• Error - systemd[1]: Failed to start Setup Virtual Console.


    I’m installing Antergos (antergos-2016.02.21-x86_64) on my Asus R751L laptop, though I has some obstacles I managed to boot my live usb and install the OS. However, when I try to boot it up for the first time I get this error message: [I apologize for the bad quality picture]

    I googled for a solution and tried the suggestion to modify “vconsole.conf” in the root partition through the live usb, which just left me with a blinking underline and without any error message at all upon boot.

    What is the reason for this error? How can I solve it? Please ELI5.
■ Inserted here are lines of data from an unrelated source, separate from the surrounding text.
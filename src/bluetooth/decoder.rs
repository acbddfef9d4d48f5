/// ThermoBeacon advertisement decoding
use log::debug;
use time::OffsetDateTime;

use crate::models::{SensorCalibration, SensorIdentities, SensorReading};
use crate::utils::{dew_point, round_to};

/// Local name advertised by the beacons we listen to
pub const BEACON_NAME: &str = "ThermoBeacon";

/// Length of the manufacturer payload carrying a measurement
pub const PAYLOAD_LEN: usize = 18;

// Field offsets inside the manufacturer payload
const MAC_OFFSET: usize = 2;
const BATTERY_OFFSET: usize = 8;
const TEMPERATURE_OFFSET: usize = 10;
const HUMIDITY_OFFSET: usize = 12;
const UPTIME_OFFSET: usize = 14;

/// Render a little-endian address as `AA:BB:CC:DD:EE:FF`
pub fn format_mac(bytes: &[u8]) -> String {
    bytes
        .iter()
        .rev()
        .map(|b| format!("{:02X}", b))
        .collect::<Vec<_>>()
        .join(":")
}

fn read_u16(payload: &[u8; PAYLOAD_LEN], offset: usize) -> u16 {
    u16::from_le_bytes([payload[offset], payload[offset + 1]])
}

fn read_u32(payload: &[u8; PAYLOAD_LEN], offset: usize) -> u32 {
    u32::from_le_bytes([
        payload[offset],
        payload[offset + 1],
        payload[offset + 2],
        payload[offset + 3],
    ])
}

/// Convert the beacon's 1/16 fixed-point value, folding values above 4000
/// back below zero
fn convert_fixed_point(raw: u16) -> f64 {
    let scaled = raw as f64 / 16.0;
    if scaled > 4000.0 {
        scaled - 4096.0
    } else {
        scaled
    }
}

/// Decode a ThermoBeacon manufacturer payload into a reading
///
/// Payload layout (all fields little-endian):
/// - Bytes 2-7: Device address, least significant byte first
/// - Bytes 8-9: Battery level
/// - Bytes 10-11: Temperature (1/16 °C)
/// - Bytes 12-13: Relative humidity (1/16 %)
/// - Bytes 14-17: Seconds since the device was reset
///
/// The calibration of the sensor whose address matches is added before
/// rounding to one decimal; the dew point is computed from the rounded
/// values. An address matching neither sensor yields a reading without role
/// and without calibration.
pub fn decode_thermobeacon(
    payload: &[u8; PAYLOAD_LEN],
    rssi: i16,
    sensors: &SensorIdentities,
    now: OffsetDateTime,
) -> SensorReading {
    let mac_address = format_mac(&payload[MAC_OFFSET..MAC_OFFSET + 6]);

    let (role, calibration) = match sensors.resolve(&mac_address) {
        Some((role, calibration)) => (Some(role), calibration),
        None => (None, SensorCalibration::default()),
    };

    let temperature = round_to(
        convert_fixed_point(read_u16(payload, TEMPERATURE_OFFSET)) + calibration.temperature,
        1,
    );
    let humidity = round_to(
        convert_fixed_point(read_u16(payload, HUMIDITY_OFFSET)) + calibration.humidity,
        1,
    );

    SensorReading {
        mac_address,
        role,
        battery_level: read_u16(payload, BATTERY_OFFSET),
        rssi,
        uptime: read_u32(payload, UPTIME_OFFSET),
        temperature,
        humidity,
        dew_point: dew_point(temperature, humidity),
        scanned: now,
    }
}

/// Decode a payload of unchecked length
///
/// # Returns
/// Some(SensorReading) if the payload has exactly the expected length, None otherwise
pub fn try_decode(
    data: &[u8],
    rssi: i16,
    sensors: &SensorIdentities,
    now: OffsetDateTime,
) -> Option<SensorReading> {
    match <&[u8; PAYLOAD_LEN]>::try_from(data) {
        Ok(payload) => Some(decode_thermobeacon(payload, rssi, sensors, now)),
        Err(_) => {
            debug!("Ignoring advertisement payload of {} bytes", data.len());
            None
        }
    }
}
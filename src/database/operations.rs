/// Database operations for exported fan metrics
use crate::database::connection::execute_with_retry;
use crate::metrics::MetricsRow;

/// Store one averaged data point in the dewpoint_metrics table
///
/// Uses the retry mechanism to ride out transient connection problems.
///
/// # Arguments
/// * `row` - Averaged inside/outside values and the venting flag
/// * `database_url` - PostgreSQL connection string
///
/// # Returns
/// Result indicating success or failure
pub async fn store_metrics(row: &MetricsRow, database_url: &str) -> Result<(), String> {
    // Clone data for move into async closure
    let row = row.clone();

    execute_with_retry(database_url, move |client| {
        let row = row.clone();
        async move {
            client
                .execute(
                    "INSERT INTO dewpoint_metrics(time, temp_i, temp_o, dewpoint_i, dewpoint_o, hum_i, hum_o, vent_val)
                     VALUES ($1, $2, $3, $4, $5, $6, $7, $8)",
                    &[
                        &row.time,
                        &row.temp_i,
                        &row.temp_o,
                        &row.dewpoint_i,
                        &row.dewpoint_o,
                        &row.hum_i,
                        &row.hum_o,
                        &row.vent_val,
                    ],
                )
                .await
        }
    })
    .await
}
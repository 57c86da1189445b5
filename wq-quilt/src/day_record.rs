use crate::error::{QuiltError, Result};
use chrono::NaiveDate;
use serde::{Deserialize, Serialize};

/// One calendar day of weather for a single city.
///
/// Temperatures are in °F and precipitation in inches. Any of the three
/// measurements may be absent ("no measurement"); absent values are not
/// errors and render with a scale's missing color.
#[derive(Debug, Clone, PartialEq, Serialize, Deserialize)]
#[serde(rename_all = "camelCase")]
pub struct DayRecord {
    pub date: NaiveDate,
    pub min_temp: Option<f64>,
    pub max_temp: Option<f64>,
    pub precipitation: Option<f64>,
}

impl DayRecord {
    pub fn new(
        date: NaiveDate,
        min_temp: Option<f64>,
        max_temp: Option<f64>,
        precipitation: Option<f64>,
    ) -> Self {
        Self {
            date,
            min_temp,
            max_temp,
            precipitation,
        }
    }

    /// `(max + min) / 2`, or `None` when either bound is absent.
    pub fn average_temperature(&self) -> Option<f64> {
        match (self.min_temp, self.max_temp) {
            (Some(min), Some(max)) => Some((max + min) / 2.0),
            _ => None,
        }
    }

    /// Check field invariants.
    ///
    /// Precipitation must be a finite, non-negative amount and temperatures
    /// must be finite. Out-of-range values are rejected, never clamped.
    pub fn validate(&self) -> Result<()> {
        self.validate_precipitation()?;
        for (name, value) in [("minimum", self.min_temp), ("maximum", self.max_temp)] {
            if let Some(t) = value {
                if !t.is_finite() {
                    return Err(self.invalid(format!("{} temperature {} is not finite", name, t)));
                }
            }
        }
        Ok(())
    }

    /// Check the precipitation field only.
    pub fn validate_precipitation(&self) -> Result<()> {
        match self.precipitation {
            Some(p) if !p.is_finite() || p < 0.0 => Err(self.invalid(format!(
                "precipitation {} is not a non-negative amount",
                p
            ))),
            _ => Ok(()),
        }
    }

    fn invalid(&self, reason: String) -> QuiltError {
        QuiltError::InvalidRecord {
            date: self.date,
            reason,
        }
    }
}

#[cfg(test)]
mod tests {
    use super::*;

    fn day(min: Option<f64>, max: Option<f64>, precip: Option<f64>) -> DayRecord {
        DayRecord::new(NaiveDate::from_ymd_opt(2024, 1, 15).unwrap(), min, max, precip)
    }

    #[test]
    fn test_average_is_exact_midpoint() {
        assert_eq!(day(Some(60.0), Some(80.0), None).average_temperature(), Some(70.0));
        assert_eq!(day(Some(-15.0), Some(2.0), None).average_temperature(), Some(-6.5));
        assert_eq!(day(Some(33.0), Some(33.0), None).average_temperature(), Some(33.0));
    }

    #[test]
    fn test_average_missing_when_either_bound_missing() {
        assert_eq!(day(None, Some(80.0), None).average_temperature(), None);
        assert_eq!(day(Some(60.0), None, None).average_temperature(), None);
        assert_eq!(day(None, None, None).average_temperature(), None);
    }

    #[test]
    fn test_only_negative_precipitation_is_invalid() {
        let samples = [None, Some(0.0), Some(0.01), Some(0.25), Some(3.0), Some(12.5)];
        for p in samples {
            assert!(day(Some(10.0), Some(20.0), p).validate().is_ok(), "{:?} should be valid", p);
        }
        let err = day(Some(10.0), Some(20.0), Some(-0.01)).validate().unwrap_err();
        match err {
            QuiltError::InvalidRecord { date, .. } => {
                assert_eq!(date, NaiveDate::from_ymd_opt(2024, 1, 15).unwrap())
            }
            other => panic!("unexpected error {:?}", other),
        }
    }

    #[test]
    fn test_non_finite_values_are_invalid() {
        assert!(day(Some(10.0), Some(20.0), Some(f64::NAN)).validate().is_err());
        assert!(day(Some(f64::NAN), Some(20.0), None).validate().is_err());
        assert!(day(Some(10.0), Some(f64::INFINITY), None).validate().is_err());
    }

    #[test]
    fn test_deserializes_camel_case_with_missing_fields() {
        let json = r#"{"date":"2024-03-04","minTemp":21,"maxTemp":35.5,"precipitation":null}"#;
        let record: DayRecord = serde_json::from_str(json).unwrap();
        assert_eq!(record.date, NaiveDate::from_ymd_opt(2024, 3, 4).unwrap());
        assert_eq!(record.min_temp, Some(21.0));
        assert_eq!(record.max_temp, Some(35.5));
        assert_eq!(record.precipitation, None);

        let sparse: DayRecord = serde_json::from_str(r#"{"date":"2024-03-05"}"#).unwrap();
        assert_eq!(sparse.min_temp, None);
        assert_eq!(sparse.precipitation, None);
    }
}
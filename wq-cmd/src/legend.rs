//! The `legend` command: print the legend of one color scale.

use wq_quilt::{Legend, LegendKind, QuiltScales};

pub fn run_legend(kind: LegendKind, step: Option<f64>, css: bool) -> anyhow::Result<()> {
    let text = render(kind, step, css)?;
    crate::emit(&text, None)
}

fn render(kind: LegendKind, step: Option<f64>, css: bool) -> anyhow::Result<String> {
    let scales = QuiltScales::new()?;
    let legend = Legend::build(kind, &scales, step.unwrap_or_else(|| kind.default_step()))?;
    log::info!(
        "{}: {} gradient stops, {} markers",
        legend.title,
        legend.gradient.len(),
        legend.markers.len()
    );
    if css {
        Ok(legend.css_gradient())
    } else {
        Ok(serde_json::to_string_pretty(&legend)?)
    }
}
  • @antagonicpunksystem said:

    And yet the error is caused by malconfigured /etc/vconsole.conf on
    the installed system.


    I googled for a solution and tried the suggestion to modify “vconsole.conf” in the root partition through the live usb, which just left me with a blinking underline and without any error message at all upon boot.
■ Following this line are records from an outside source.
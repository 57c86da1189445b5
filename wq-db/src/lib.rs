//! In-memory SQLite store of daily weather records per city.
//!
//! Stands in for the remote weather service: CSV fixtures (or records
//! imported from ACIS) are loaded into an in-memory database and queried by
//! city and calendar window, returning [`wq_quilt::DayRecord`]s ordered by
//! date.
//!
//! # Usage
//!
//! ```rust
//! use chrono::NaiveDate;
//! use wq_db::Database;
//!
//! let db = Database::new().unwrap();
//! db.load_weather_csv(
//!     "CITY,STATION_ID,DATE,MIN_TEMP,MAX_TEMP,PRECIPITATION\n\
//!      \"Anchorage, AK\",ANCthr 9,2024-03-01,12,30,0.00\n",
//! )
//! .unwrap();
//!
//! let march = db.query_month("Anchorage, AK", 2024, 3).unwrap();
//! assert_eq!(march.len(), 1);
//! assert_eq!(march[0].date, NaiveDate::from_ymd_opt(2024, 3, 1).unwrap());
//! ```
//!
//! # Tables
//!
//! See [`schema::create_schema`] for the SQL schema.

pub mod schema;
mod loader;
mod queries;
pub mod models;

pub use loader::{weather_csv, CSV_HEADERS};

use rusqlite::Connection;
use std::cell::RefCell;
use std::rc::Rc;

/// In-memory SQLite database of weather rows.
///
/// Cloning is cheap and every clone shares the same connection.
#[derive(Clone)]
pub struct Database {
    conn: Rc<RefCell<Connection>>,
}

impl Database {
    /// Create an empty in-memory database with the schema applied.
    pub fn new() -> anyhow::Result<Self> {
        let conn = Connection::open_in_memory()?;
        conn.execute_batch(schema::create_schema())?;
        Ok(Self {
            conn: Rc::new(RefCell::new(conn)),
        })
    }
}

#[cfg(test)]
mod tests {
    use super::*;

    #[test]
    fn database_creates_successfully() {
        let db = Database::new();
        assert!(db.is_ok(), "Database should create without errors");
    }

    #[test]
    fn database_is_cloneable() {
        let db = Database::new().unwrap();
        let db2 = db.clone();
        db.load_weather_csv(
            "CITY,STATION_ID,DATE,MIN_TEMP,MAX_TEMP,PRECIPITATION\nJuneau AK,JNU,2024-03-01,30,41,0.3\n",
        )
        .unwrap();
        assert_eq!(
            db2.query_cities().unwrap(),
            vec!["Juneau AK".to_string()],
            "Clone should see same data via shared Rc"
        );
    }

    #[test]
    fn sample_fixture_loads() {
        let db = Database::new().unwrap();
        let summary = db
            .load_weather_csv(include_str!("../../fixtures/sample_weather.csv"))
            .unwrap();
        assert_eq!(summary.loaded, 732);
        assert_eq!(summary.skipped, 0);
        assert_eq!(db.query_cities().unwrap().len(), 2);
        assert_eq!(db.query_month("Anchorage, AK", 2024, 2).unwrap().len(), 29);
    }

    #[test]
    fn database_starts_empty() {
        let db = Database::new().unwrap();
        assert!(db.query_cities().unwrap().is_empty(), "New database should have no cities");
    }
}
    I can’t quite understand what are you saying here. vconsole.conf exists and is found in the specific folder, which is /etc, not in generic “root partition”.

    LiveUSB has nothing to do with it. Simply edit the file on already installed system. Why use LiveUSB?
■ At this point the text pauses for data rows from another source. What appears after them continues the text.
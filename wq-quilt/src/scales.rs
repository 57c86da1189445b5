//! The two fixed color scales used by the quilts.
//!
//! Temperature runs from -20°F (very deep blue) through the green/yellow
//! 50-70°F band up to 110°F (dark red). Precipitation runs from 0 in (almost
//! white) to 3 in (deep blue).
//!
//! The precipitation missing color is identical to the 0 in stop color. The
//! two cases are kept apart by [`PrecipitationLevel`], not by the color.

use crate::color::{ColorScale, ColorStop, ColorTable, Rgb};
use crate::day_record::DayRecord;
use crate::error::Result;
use serde::{Deserialize, Serialize};

/// Average daily temperature stops in °F.
pub const TEMPERATURE_STOPS: [ColorStop; 18] = [
    ColorStop::new(-20.0, Rgb::new(0x0d, 0x1b, 0x4d)), // very deep blue
    ColorStop::new(-10.0, Rgb::new(0x1a, 0x23, 0x7e)),
    ColorStop::new(0.0, Rgb::new(0x15, 0x65, 0xc0)),
    ColorStop::new(10.0, Rgb::new(0x19, 0x76, 0xd2)),
    ColorStop::new(20.0, Rgb::new(0x21, 0x96, 0xf3)),
    ColorStop::new(30.0, Rgb::new(0x42, 0xa5, 0xf5)),
    ColorStop::new(40.0, Rgb::new(0x64, 0xb5, 0xf6)),
    ColorStop::new(50.0, Rgb::new(0x81, 0xc7, 0x84)), // green
    ColorStop::new(60.0, Rgb::new(0xae, 0xd5, 0x81)),
    ColorStop::new(65.0, Rgb::new(0xdc, 0xe7, 0x75)),
    ColorStop::new(70.0, Rgb::new(0xff, 0xf1, 0x76)), // light yellow
    ColorStop::new(75.0, Rgb::new(0xff, 0xd5, 0x4f)),
    ColorStop::new(80.0, Rgb::new(0xff, 0xb7, 0x4d)),
    ColorStop::new(85.0, Rgb::new(0xff, 0x98, 0x00)),
    ColorStop::new(90.0, Rgb::new(0xf5, 0x7c, 0x00)),
    ColorStop::new(95.0, Rgb::new(0xe6, 0x4a, 0x19)),
    ColorStop::new(100.0, Rgb::new(0xd3, 0x2f, 0x2f)),
    ColorStop::new(110.0, Rgb::new(0xb7, 0x1c, 0x1c)), // dark red
];

/// Neutral gray for days without both temperature bounds.
pub const TEMPERATURE_MISSING: Rgb = Rgb::new(0xcc, 0xcc, 0xcc);

/// Daily precipitation stops in inches.
pub const PRECIPITATION_STOPS: [ColorStop; 10] = [
    ColorStop::new(0.0, Rgb::new(0xf5, 0xf5, 0xf5)), // none
    ColorStop::new(0.01, Rgb::new(0xe3, 0xf2, 0xfd)), // trace
    ColorStop::new(0.1, Rgb::new(0xbb, 0xde, 0xfb)),
    ColorStop::new(0.25, Rgb::new(0x90, 0xca, 0xf9)),
    ColorStop::new(0.5, Rgb::new(0x64, 0xb5, 0xf6)),
    ColorStop::new(0.75, Rgb::new(0x42, 0xa5, 0xf5)),
    ColorStop::new(1.0, Rgb::new(0x21, 0x96, 0xf3)),
    ColorStop::new(1.5, Rgb::new(0x19, 0x76, 0xd2)),
    ColorStop::new(2.0, Rgb::new(0x15, 0x65, 0xc0)),
    ColorStop::new(3.0, Rgb::new(0x0d, 0x47, 0xa1)), // extreme
];

/// Almost white, the same as the 0 in stop.
pub const PRECIPITATION_MISSING: Rgb = Rgb::new(0xf5, 0xf5, 0xf5);

/// Build the temperature scale from [`TEMPERATURE_STOPS`].
pub fn temperature_scale() -> Result<ColorScale> {
    Ok(ColorScale::new(
        ColorTable::new(TEMPERATURE_STOPS.to_vec())?,
        TEMPERATURE_MISSING,
    ))
}

/// Build the precipitation scale from [`PRECIPITATION_STOPS`].
pub fn precipitation_scale() -> Result<ColorScale> {
    Ok(ColorScale::new(
        ColorTable::new(PRECIPITATION_STOPS.to_vec())?,
        PRECIPITATION_MISSING,
    ))
}

/// Whether a day had no measurement, a measured zero, or measured rain/snow.
#[derive(Debug, Clone, Copy, PartialEq, Serialize, Deserialize)]
#[serde(tag = "kind", content = "inches", rename_all = "snake_case")]
pub enum PrecipitationLevel {
    Missing,
    Zero,
    Measured(f64),
}

impl PrecipitationLevel {
    /// Classify a day's precipitation. Rejects the record if the amount is
    /// negative or not finite; temperatures are not checked.
    pub fn of(day: &DayRecord) -> Result<Self> {
        day.validate_precipitation()?;
        Ok(match day.precipitation {
            None => PrecipitationLevel::Missing,
            Some(p) if p == 0.0 => PrecipitationLevel::Zero,
            Some(p) => PrecipitationLevel::Measured(p),
        })
    }

    pub fn inches(&self) -> Option<f64> {
        match self {
            PrecipitationLevel::Missing => None,
            PrecipitationLevel::Zero => Some(0.0),
            PrecipitationLevel::Measured(p) => Some(*p),
        }
    }
}

/// Both quilt scales, built once and shared by every render pass.
#[derive(Debug, Clone, PartialEq)]
pub struct QuiltScales {
    pub temperature: ColorScale,
    pub precipitation: ColorScale,
}

impl QuiltScales {
    pub fn new() -> Result<Self> {
        Ok(Self {
            temperature: temperature_scale()?,
            precipitation: precipitation_scale()?,
        })
    }

    /// Color of a day's average temperature.
    pub fn temperature_color(&self, day: &DayRecord) -> Rgb {
        self.temperature.color_at(day.average_temperature())
    }

    /// Color of a day's precipitation; negative or non-finite amounts are rejected.
    pub fn precipitation_color(&self, day: &DayRecord) -> Result<Rgb> {
        let level = PrecipitationLevel::of(day)?;
        Ok(self.precipitation.color_at(level.inches()))
    }
}

#[cfg(test)]
mod tests {
    use super::*;
    use crate::error::QuiltError;
    use chrono::NaiveDate;

    fn day(min: Option<f64>, max: Option<f64>, precip: Option<f64>) -> DayRecord {
        DayRecord::new(NaiveDate::from_ymd_opt(2023, 7, 4).unwrap(), min, max, precip)
    }

    #[test]
    fn test_fixed_tables_are_valid() {
        let scales = QuiltScales::new().unwrap();
        assert_eq!(scales.temperature.domain(), (-20.0, 110.0));
        assert_eq!(scales.precipitation.domain(), (0.0, 3.0));
        assert_eq!(scales.temperature.table().stops().len(), 18);
        assert_eq!(scales.precipitation.table().stops().len(), 10);
    }

    #[test]
    fn test_every_stop_maps_to_its_own_color() {
        let scales = QuiltScales::new().unwrap();
        for stop in TEMPERATURE_STOPS {
            assert_eq!(scales.temperature.color_at(Some(stop.value)), stop.color, "stop {}", stop.value);
        }
        for stop in PRECIPITATION_STOPS {
            assert_eq!(scales.precipitation.color_at(Some(stop.value)), stop.color, "stop {}", stop.value);
        }
    }

    #[test]
    fn test_colors_converge_at_stops_from_both_sides() {
        let scale = temperature_scale().unwrap();
        let eps = 1e-7;
        for stop in &TEMPERATURE_STOPS {
            assert_eq!(scale.color_at(Some(stop.value - eps)), stop.color, "below {}", stop.value);
            assert_eq!(scale.color_at(Some(stop.value + eps)), stop.color, "above {}", stop.value);
        }
    }

    #[test]
    fn test_channels_do_not_overshoot_between_stops() {
        let scale = temperature_scale().unwrap();
        for pair in TEMPERATURE_STOPS.windows(2) {
            let (lo, hi) = (pair[0], pair[1]);
            let mut previous = lo.color.channels();
            for i in 1..=100 {
                let value = lo.value + (hi.value - lo.value) * f64::from(i) / 100.0;
                let current = scale.color_at(Some(value)).channels();
                for ch in 0..3 {
                    let (a, b) = (lo.color.channels()[ch], hi.color.channels()[ch]);
                    if a <= b {
                        assert!(current[ch] >= previous[ch], "channel {} fell at {}", ch, value);
                        assert!(current[ch] <= b, "channel {} overshot at {}", ch, value);
                    } else {
                        assert!(current[ch] <= previous[ch], "channel {} rose at {}", ch, value);
                        assert!(current[ch] >= b, "channel {} overshot at {}", ch, value);
                    }
                }
                previous = current;
            }
        }
    }

    #[test]
    fn test_temperature_clamps_beyond_table() {
        let scale = temperature_scale().unwrap();
        assert_eq!(scale.color_at(Some(-20.5)), scale.color_at(Some(-20.0)));
        assert_eq!(scale.color_at(Some(-60.0)), Rgb::new(0x0d, 0x1b, 0x4d));
        assert_eq!(scale.color_at(Some(110.5)), scale.color_at(Some(110.0)));
        assert_eq!(scale.color_at(Some(130.0)), Rgb::new(0xb7, 0x1c, 0x1c));
    }

    #[test]
    fn test_precipitation_above_three_inches_is_deep_blue() {
        let scale = precipitation_scale().unwrap();
        assert_eq!(scale.color_at(Some(4.2)), Rgb::new(0x0d, 0x47, 0xa1));
    }

    #[test]
    fn test_day_colors() {
        let scales = QuiltScales::new().unwrap();
        let d = day(Some(60.0), Some(80.0), None);
        assert_eq!(scales.temperature_color(&d), Rgb::new(0xff, 0xf1, 0x76));
        assert_eq!(scales.precipitation_color(&d).unwrap(), PRECIPITATION_MISSING);

        let no_temps = day(None, Some(80.0), Some(0.5));
        assert_eq!(scales.temperature_color(&no_temps), TEMPERATURE_MISSING);
        assert_eq!(scales.precipitation_color(&no_temps).unwrap(), Rgb::new(0x64, 0xb5, 0xf6));
    }

    #[test]
    fn test_negative_precipitation_is_rejected_not_clamped() {
        let scales = QuiltScales::new().unwrap();
        let err = scales.precipitation_color(&day(Some(1.0), Some(2.0), Some(-0.01))).unwrap_err();
        assert!(matches!(err, QuiltError::InvalidRecord { .. }));
    }

    #[test]
    fn test_precipitation_color_ignores_temperature_fields() {
        let scales = QuiltScales::new().unwrap();
        let d = day(Some(f64::NAN), Some(20.0), Some(0.5));
        assert_eq!(scales.precipitation_color(&d).unwrap(), Rgb::new(0x64, 0xb5, 0xf6));
        assert_eq!(PrecipitationLevel::of(&d).unwrap(), PrecipitationLevel::Measured(0.5));
        assert!(d.validate().is_err());
    }

    #[test]
    fn test_zero_and_missing_share_a_color_but_not_a_level() {
        let zero = day(None, None, Some(0.0));
        let missing = day(None, None, None);
        let scales = QuiltScales::new().unwrap();
        assert_eq!(
            scales.precipitation_color(&zero).unwrap(),
            scales.precipitation_color(&missing).unwrap()
        );
        assert_eq!(PrecipitationLevel::of(&zero).unwrap(), PrecipitationLevel::Zero);
        assert_eq!(PrecipitationLevel::of(&missing).unwrap(), PrecipitationLevel::Missing);
        assert_eq!(
            PrecipitationLevel::of(&day(None, None, Some(0.3))).unwrap(),
            PrecipitationLevel::Measured(0.3)
        );
    }

    #[test]
    fn test_precipitation_level_serializes_tagged() {
        let json = serde_json::to_string(&PrecipitationLevel::Measured(0.25)).unwrap();
        assert_eq!(json, r#"{"kind":"measured","inches":0.25}"#);
        let json = serde_json::to_string(&PrecipitationLevel::Missing).unwrap();
        assert_eq!(json, r#"{"kind":"missing"}"#);
    }
}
    When /etc/vconsole.conf contains a correct country code for the keyboard to use in VTs (terminals) it is normal that the screen is blank (black) during boot. No error messages are issued. Only two lines are displayed:

    • systemd version number
    • fsck message about checking the root partition

    Finally, does the system boot or not?

    If the system boots, either in graphic or text mode, can you post back here the full output of the command

    sudo cat /etc/vconsole.conf
    

    It looks like

    $ sudo cat /etc/vconsole.conf
    [sudo] password for just: *********
    KEYMAP=uk
    FONT=
    FONT_MAP=
    $ 
    

    The main parameter here is the KEYMAP= value.

    Also, what keyboard layout do you have?

  • @just
    I’m sorry for my poor description of the issue, I’m a Windows user that are looking into making a transition to a Linux based OS, I have none whatsoever previous experience of Linux beyond that I’ve tried out Ubuntu and Linux shortly.

    The thing is that I can’t boot into my installation at all, the only way for me to reach my files is by booting up by my live usb and mounting the already installed partions. I can’t get beyond the error message in the first time setup that I posted a picture of - After the failing of loading the Setup Virtual Console the screen just shows a blinking underline without proceeding any futher, after which I have to do a hard reset to get out of.

    I found the vconsole.conf in /etc/ and opened it through the terminal as su and deleted the single line that was there “KEYMAP=se” and then saved the file, this I did due to following some instructions blindly that I found googling for a solution to the error.

    My keyboard layout is “se” for a Swedish layout.
    I’ll try to the sudo command through my live boot and see if I can get return with any output.

    Thank you kindly for the help, it’s much appreciated!

  • @antagonicpunksystem said:

    @just
    I’m sorry for my poor description of the issue, I’m a Windows user that are looking into making a transition to a Linux based OS, I have none whatsoever previous experience of Linux beyond that I’ve tried out Ubuntu and Linux shortly.

    That’s OK. But Arch is probably the least user-friendly system to transit from Windowz. It is even considered as hard to use by some Linux users.

    The thing is that I can’t boot into my installation at all, the only way for me to reach my files is by booting up by my live usb and mounting the already installed partions. I can’t get beyond the error message in the first time setup that I posted a picture of - After the failing of loading the Setup Virtual Console the screen just shows a blinking underline without proceeding any futher, after which I have to do a hard reset to get out of.

    OK, forget about Setup Virtual Console message for a while. It’s just an old message issued earlier. It never blocks the system. At worst, you’ll get a wrong keybord in terminals only. The GUI uses the keyboard specified in another place.

    The error that blocks the system is somewhere else. I can’t figure it out from your photo. Everything runs with [OK] exit code.

    Virtual Console may be set later, once the system is installed. Again, it never blocks the boot process.

    I found the vconsole.conf in /etc/ and opened it through the terminal as su and deleted the single line that was there “KEYMAP=se” and then saved the file, this I did due to following some instructions blindly that I found googling for a solution to the error.

    Did you edit the /etc/console.conf in the live session? If yes, it has no sense.

    It could be edited in the installed syste. The point where you don’t arrive.

    Never delete the KEYMAP= parameter from the file. Others may be absent, but this one should be present.

    My keyboard layout is “se” for a Swedish layout.

    That’s the excellent value for Swedish.

    To summarize. Your KEYMAP=se is good. Anyway, wrong country code here never blocks the boot. The true error is somewhere beyond that point. I can’t figure it out from attached image.

    Good luck.

  • @just
    I tried to reinstall the OS again (with ‘us’ as keyboard layout) and ended up in the same place as last time. This time however I figured out that I can access the terminal even though it’s just a black screen with a blinking prompt by pressing ctrl+alt+f2.

    Here is the output of sudo cat /etc/vconsole-conf and of systemctl status systemd-console-setup.service: Link to picture

    I just googled the outcome of the “systemclt” and saw that some people with Nvidia GPU have had similar problems, I have an Asus laptop with Intel graphics and Nvidia. Could this be a part of the issue?

  • @antagonicpunksystem said:

    …I have an Asus laptop with Intel graphics and Nvidia. Could this be a part of the issue?

    It’s not just a part, it’s the root of the problem. I was suspecting something similar. Hybrid video cards on Asus hardware is a nightmare. Especially on live boots. Skipping details about that, try to boot in two different modes.

    First, add the nomodeset parameter (just the word) to the boot line. See if it boots.

    If not, try the second trick. Add the vga=789 parameter to the boot line.

    I have no other ideas, for the moment.